Skip to main content

A fighter’s career is a brief one, so for Gunnar Nelson to be robbed of more than a year of his due to injury was a frustrating turn of events for the Icelander.

Now fully healthy after a knee injury nixed a bout with Neil Magny in Liverpool last May, Nelson is preparing to make his first octagon appearance since July of last year when he takes on Alex Oliveira at UFC 321 in Toronto on December on December 8 next and as he explained on an episode of Eurobash via MMA Fighting, he is is looking forward to putting his injury concerns past him after a particularly frustrating part of his career.

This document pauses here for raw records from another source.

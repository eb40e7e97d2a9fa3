//! Draft review status machine.

use super::ParseDraftStatusError;
use serde::{Deserialize, Serialize};

/// Review status of a draft task.
///
/// Transitions are one-way: a pending draft moves to `approved` or
/// `rejected` and both outcomes are terminal. Re-pending never occurs.
#[derive(Debug, Clone, Copy, PartialEq, Eq, Hash, Serialize, Deserialize)]
#[serde(rename_all = "snake_case")]
pub enum DraftStatus {
    /// Awaiting a human decision.
    Pending,
    /// Accepted; a canonical task was created from this draft.
    Approved,
    /// Dismissed; no canonical task exists for this draft.
    Rejected,
}

impl DraftStatus {
    /// Returns the canonical storage representation.
    #[must_use]
    pub const fn as_str(self) -> &'static str {
        match self {
            Self::Pending => "pending",
            Self::Approved => "approved",
            Self::Rejected => "rejected",
        }
    }

    /// Reports whether the status permits a transition to `target`.
    #[must_use]
    pub const fn can_transition_to(self, target: Self) -> bool {
        matches!(
            (self, target),
            (Self::Pending, Self::Approved) | (Self::Pending, Self::Rejected)
        )
    }

    /// Reports whether the status admits no further transitions.
    #[must_use]
    pub const fn is_terminal(self) -> bool {
        matches!(self, Self::Approved | Self::Rejected)
    }
}

impl TryFrom<&str> for DraftStatus {
    type Error = ParseDraftStatusError;

    fn try_from(value: &str) -> Result<Self, Self::Error> {
        let normalized = value.trim().to_ascii_lowercase();
        match normalized.as_str() {
            "pending" => Ok(Self::Pending),
            "approved" => Ok(Self::Approved),
            "rejected" => Ok(Self::Rejected),
            _ => Err(ParseDraftStatusError(value.to_owned())),
        }
    }
}
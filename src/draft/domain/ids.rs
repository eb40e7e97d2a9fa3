//! Identifier types for the draft domain.

use super::DraftDomainError;
use serde::{Deserialize, Serialize};
use std::fmt;

/// Unique identifier for a draft task.
///
/// Identifiers are positive integers assigned by the draft store on
/// creation; the domain never mints them.
#[derive(Debug, Clone, Copy, PartialEq, Eq, Hash, PartialOrd, Ord, Serialize, Deserialize)]
#[serde(transparent)]
pub struct DraftId(i64);

impl DraftId {
    /// Creates a validated draft identifier.
    ///
    /// # Errors
    ///
    /// Returns [`DraftDomainError::InvalidDraftId`] when the value is zero
    /// or negative.
    pub const fn new(value: i64) -> Result<Self, DraftDomainError> {
        if value <= 0 {
            return Err(DraftDomainError::InvalidDraftId(value));
        }
        Ok(Self(value))
    }

    /// Returns the underlying numeric value.
    #[must_use]
    pub const fn value(self) -> i64 {
        self.0
    }
}

impl fmt::Display for DraftId {
    fn fmt(&self, f: &mut fmt::Formatter<'_>) -> fmt::Result {
        write!(f, "{}", self.0)
    }
}
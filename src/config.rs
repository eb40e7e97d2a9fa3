//! Explicit runtime configuration.
//!
//! Components receive their settings at construction; nothing reads the
//! environment except the loader used by the server binary.

use crate::draft::domain::Source;
use crate::ingest::domain::ScanSettings;
use std::net::SocketAddr;
use thiserror::Error;

/// Default bind address for the API server.
const DEFAULT_BIND_ADDR: &str = "127.0.0.1:8090";

/// Default per-scan fetch bound.
const DEFAULT_BATCH_LIMIT: usize = 50;

/// Errors returned while loading configuration.
#[derive(Debug, Error)]
pub enum ConfigError {
    /// A required environment variable is missing or empty.
    #[error("missing required environment variable {0}")]
    MissingVar(&'static str),

    /// An environment variable holds an unparseable value.
    #[error("invalid value for environment variable {name}: {value}")]
    InvalidVar {
        /// Variable name.
        name: &'static str,
        /// Rejected value.
        value: String,
    },
}

/// OAuth connect URLs presented by the integration connect endpoints.
#[derive(Debug, Clone)]
pub struct ConnectUrls {
    /// Gmail OAuth consent URL.
    pub gmail: String,
    /// Slack OAuth consent URL.
    pub slack: String,
    /// Telegram bot link URL.
    pub telegram: String,
}

impl ConnectUrls {
    /// Returns the connect URL for one source.
    #[must_use]
    pub fn for_source(&self, source: Source) -> &str {
        match source {
            Source::Gmail => &self.gmail,
            Source::Slack => &self.slack,
            Source::Telegram => &self.telegram,
        }
    }
}

/// Complete runtime configuration for the server.
#[derive(Debug, Clone)]
pub struct TaskFlowConfig {
    /// Address the API server binds to.
    pub bind_addr: SocketAddr,
    /// Shared secret for signing API tokens.
    pub token_secret: String,
    /// Endpoint URL of the remote task store.
    pub store_base_url: String,
    /// Bearer token for the remote task store.
    pub store_token: String,
    /// URL of the classification endpoint.
    pub classifier_endpoint: String,
    /// Bearer token for the classification endpoint.
    pub classifier_token: String,
    /// OAuth connect URLs per source.
    pub connect_urls: ConnectUrls,
    /// Scan settings applied to newly connected integrations.
    pub default_scan_settings: ScanSettings,
    /// Upper bound on messages fetched per scan.
    pub batch_limit: usize,
}

impl TaskFlowConfig {
    /// Loads configuration from environment variables.
    ///
    /// Secrets and endpoints are required; the bind address, scan
    /// settings, and batch bound fall back to defaults.
    ///
    /// # Errors
    ///
    /// Returns [`ConfigError::MissingVar`] for absent required variables
    /// and [`ConfigError::InvalidVar`] for unparseable values.
    pub fn from_env() -> Result<Self, ConfigError> {
        let raw_bind = optional_var("TASKFLOW_BIND_ADDR")
            .unwrap_or_else(|| DEFAULT_BIND_ADDR.to_owned());
        let bind_addr: SocketAddr = raw_bind.parse().map_err(|_| ConfigError::InvalidVar {
            name: "TASKFLOW_BIND_ADDR",
            value: raw_bind.clone(),
        })?;

        let batch_limit = match optional_var("TASKFLOW_BATCH_LIMIT") {
            Some(raw) => raw.parse().map_err(|_| ConfigError::InvalidVar {
                name: "TASKFLOW_BATCH_LIMIT",
                value: raw.clone(),
            })?,
            None => DEFAULT_BATCH_LIMIT,
        };

        Ok(Self {
            bind_addr,
            token_secret: required_var("TASKFLOW_TOKEN_SECRET")?,
            store_base_url: required_var("TASKFLOW_STORE_URL")?,
            store_token: required_var("TASKFLOW_STORE_TOKEN")?,
            classifier_endpoint: required_var("TASKFLOW_CLASSIFIER_URL")?,
            classifier_token: required_var("TASKFLOW_CLASSIFIER_TOKEN")?,
            connect_urls: ConnectUrls {
                gmail: required_var("TASKFLOW_GMAIL_CONNECT_URL")?,
                slack: required_var("TASKFLOW_SLACK_CONNECT_URL")?,
                telegram: required_var("TASKFLOW_TELEGRAM_CONNECT_URL")?,
            },
            default_scan_settings: ScanSettings::DEFAULT,
            batch_limit,
        })
    }
}

fn optional_var(name: &'static str) -> Option<String> {
    std::env::var(name).ok().filter(|value| !value.is_empty())
}

fn required_var(name: &'static str) -> Result<String, ConfigError> {
    optional_var(name).ok_or(ConfigError::MissingVar(name))
}

#[cfg(test)]
mod tests {
    use super::*;
    use rstest::rstest;

    #[rstest]
    fn connect_urls_map_sources() {
        let urls = ConnectUrls {
            gmail: "https://accounts.google.com/o/oauth2/auth".to_owned(),
            slack: "https://slack.com/oauth/v2/authorize".to_owned(),
            telegram: "https://t.me/taskflow_bot".to_owned(),
        };

        assert!(urls.for_source(Source::Gmail).contains("google"));
        assert!(urls.for_source(Source::Slack).contains("slack"));
        assert!(urls.for_source(Source::Telegram).contains("t.me"));
    }
}
//! Domain types for message ingestion and integration state.

mod error;
mod message;
mod proposal;
mod settings;
mod state;
mod status;

pub use error::IngestDomainError;
pub use message::{InboundMessage, MessageContext};
pub use proposal::{MAX_PROPOSAL_TAGS, TaskProposal};
pub use settings::ScanSettings;
pub use state::IntegrationState;
pub use status::{GmailStatus, IntegrationStatus, SlackStatus, TelegramStatus};
use secrecy::SecretString;
use std::net::SocketAddr;
use std::path::PathBuf;
use tracing::Level;

/// A custom error type for configuration loading failures.
#[derive(Debug, thiserror::Error)]
pub enum ConfigError {
    #[error("Missing environment variable: {0}")]
    MissingVar(String),
    #[error("Invalid value for environment variable {0}: {1}")]
    InvalidValue(String, String),
}

/// Backends able to score a transcript.
#[derive(Clone, Debug, PartialEq)]
pub enum Provider {
    OpenAI,
    Gemini,
}

impl Provider {
    pub fn default_model(&self) -> &'static str {
        match self {
            Provider::OpenAI => "gpt-4o",
            Provider::Gemini => "gemini-2.0-flash-001",
        }
    }
}

/// Holds all configuration loaded from the environment at startup.
pub struct Config {
    pub bind_address: SocketAddr,
    pub provider: Provider,
    pub openai_api_key: Option<SecretString>,
    pub gemini_api_key: Option<SecretString>,
    pub chat_model: String,
    pub id_token_secret: Option<SecretString>,
    pub prompts_dir: PathBuf,
    pub log_level: Level,
}

impl Config {
    /// Loads configuration from environment variables.
    ///
    /// This function will look for a `.env` file in the current directory
    /// and load the following variables:
    ///
    /// *   `BIND_ADDRESS`: The address and port to bind the server to. Defaults to "0.0.0.0:3000".
    /// *   `SCORING_PROVIDER`: "openai" or "gemini". Defaults to "gemini".
    /// *   `OPENAI_API_KEY` / `GEMINI_API_KEY`: Required for the selected provider.
    /// *   `CHAT_MODEL`: (Optional) The scoring model. Defaults per provider.
    /// *   `ID_TOKEN_SECRET`: (Optional) Key identity tokens are signed with.
    ///     Without it no token verifies and submissions use the legacy user id.
    /// *   `PROMPTS_DIR`: (Optional) Directory of `.md` prompts. Defaults to "prompts".
    /// *   `RUST_LOG`: (Optional) The logging level. Defaults to "INFO".
    pub fn from_env() -> Result<Self, ConfigError> {
        dotenvy::dotenv().ok();
        Self::from_lookup(|name| std::env::var(name).ok())
    }

    pub fn from_lookup<F>(lookup: F) -> Result<Self, ConfigError>
    where
        F: Fn(&str) -> Option<String>,
    {
        let var = |name: &str| lookup(name).filter(|v| !v.trim().is_empty());

        let bind_address_str = var("BIND_ADDRESS").unwrap_or_else(|| "0.0.0.0:3000".to_string());
        let bind_address = bind_address_str
            .parse::<SocketAddr>()
            .map_err(|e| ConfigError::InvalidValue("BIND_ADDRESS".to_string(), e.to_string()))?;

        let provider_str = var("SCORING_PROVIDER").unwrap_or_else(|| "gemini".to_string());
        let provider = match provider_str.to_lowercase().as_str() {
            "openai" => Provider::OpenAI,
            "gemini" => Provider::Gemini,
            other => {
                return Err(ConfigError::InvalidValue(
                    "SCORING_PROVIDER".to_string(),
                    format!("'{other}' is not one of 'openai', 'gemini'"),
                ));
            }
        };

        let openai_api_key = var("OPENAI_API_KEY").map(SecretString::from);
        let gemini_api_key = var("GEMINI_API_KEY").map(SecretString::from);
        let chat_model = var("CHAT_MODEL").unwrap_or_else(|| provider.default_model().to_string());

        let log_level_str = var("RUST_LOG").unwrap_or_else(|| "INFO".to_string());
        let log_level = log_level_str.parse::<Level>().map_err(|_| {
            ConfigError::InvalidValue(
                "RUST_LOG".to_string(),
                format!("'{}' is not a valid log level", log_level_str),
            )
        })?;

        // The selected provider needs its key.
        match provider {
            Provider::OpenAI if openai_api_key.is_none() => {
                return Err(ConfigError::MissingVar(
                    "OPENAI_API_KEY must be set for 'openai' provider".to_string(),
                ));
            }
            Provider::Gemini if gemini_api_key.is_none() => {
                return Err(ConfigError::MissingVar(
                    "GEMINI_API_KEY must be set for 'gemini' provider".to_string(),
                ));
            }
            _ => {}
        }

        Ok(Self {
            bind_address,
            provider,
            openai_api_key,
            gemini_api_key,
            chat_model,
            id_token_secret: var("ID_TOKEN_SECRET").map(SecretString::from),
            prompts_dir: PathBuf::from(var("PROMPTS_DIR").unwrap_or_else(|| "prompts".to_string())),
            log_level,
        })
    }
}

#[cfg(test)]
mod tests {
    use super::*;

    fn from(vars: &'static [(&'static str, &'static str)]) -> Result<Config, ConfigError> {
        Config::from_lookup(|name| {
            vars.iter()
                .find(|(k, _)| *k == name)
                .map(|(_, v)| v.to_string())
        })
    }

    #[test]
    fn gemini_is_the_default_provider() {
        let config = from(&[("GEMINI_API_KEY", "g")]).unwrap();
        assert_eq!(config.provider, Provider::Gemini);
        assert_eq!(config.chat_model, "gemini-2.0-flash-001");
        assert_eq!(config.bind_address.port(), 3000);
        assert_eq!(config.prompts_dir, PathBuf::from("prompts"));
        assert!(config.id_token_secret.is_none());
    }

    #[test]
    fn provider_key_is_required() {
        assert!(matches!(
            from(&[("SCORING_PROVIDER", "openai"), ("GEMINI_API_KEY", "g")]),
            Err(ConfigError::MissingVar(_))
        ));
    }

    #[test]
    fn unknown_provider_is_rejected() {
        assert!(matches!(
            from(&[("SCORING_PROVIDER", "llama"), ("GEMINI_API_KEY", "g")]),
            Err(ConfigError::InvalidValue(_, _))
        ));
    }

    #[test]
    fn explicit_values_win() {
        let config = from(&[
            ("SCORING_PROVIDER", "OpenAI"),
            ("OPENAI_API_KEY", "o"),
            ("CHAT_MODEL", "gpt-4.1"),
            ("BIND_ADDRESS", "127.0.0.1:8080"),
            ("ID_TOKEN_SECRET", "shh"),
        ])
        .unwrap();
        assert_eq!(config.provider, Provider::OpenAI);
        assert_eq!(config.chat_model, "gpt-4.1");
        assert_eq!(config.bind_address.to_string(), "127.0.0.1:8080");
        assert!(config.id_token_secret.is_some());
    }

    #[test]
    fn bad_bind_address_is_rejected() {
        assert!(from(&[("BIND_ADDRESS", "nowhere"), ("GEMINI_API_KEY", "g")]).is_err());
    }
}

“It was devastating,” Nelson said of the injury which ruled him out of the Magny bout.

“The camp was going really well, everything was looking good and then these things come out of nowhere. It was in training, but nothing happened. It wasn’t like an accident happened, I was just taking someone down and it just tweaked. From then on, it clicked massively on the inside. Every time I’d go beyond 90 degrees it would go.

“Then I saw a doctor. He asked me first, ‘Are you going to continue competing’, and I was like, ‘Yeah, of course’. Then he said we’d have to do the surgery on Monday. After that, he said if you don’t get the surgery, the more you leave it, it could ruin the cartilage in my knee and that would be bad…especially for someone who does this for a living.”

Nelson has always been one of the welterweight division’s toughest puzzles. His world class ground game is coupled with a tricky, in-and-out karate styled attack on the feet — something which makes him a tough ask for any opponent, particular as Nelson’s ranking currently sits at just 14th place.

“They said Masvidal first,” he said of the first option the UFC contemplated for Nelson’s return bout. “They did throw a few names out there, but I didn’t see a lot, but obviously I just wanted to get a ranked opponent if possible. Masvidal said ‘no’, I think he’s going down to lightweight or something.

“[Masvidal] said ‘no’ anyway, we did expect that, but I was very happy that I got Alex Oliveira because I think he’s ranked one above me and he’s a great fighter. I was expecting that it might be someone that’s unranked. I would have taken it to be honest because at this stage I just want to get in there. It didn’t really matter who it was for me. I just told my team, ‘Tell me who I’m fighting and I’ll be ready’.

“People are choosing and picking a lot more than they were. There are a lot more people thinking about what they are gaining from it and how much of a risk it is compared to those gains. I understand that, and it’s probably a lot of the management that take care of that stuff. It is what it is…I’ll stick to my ways.”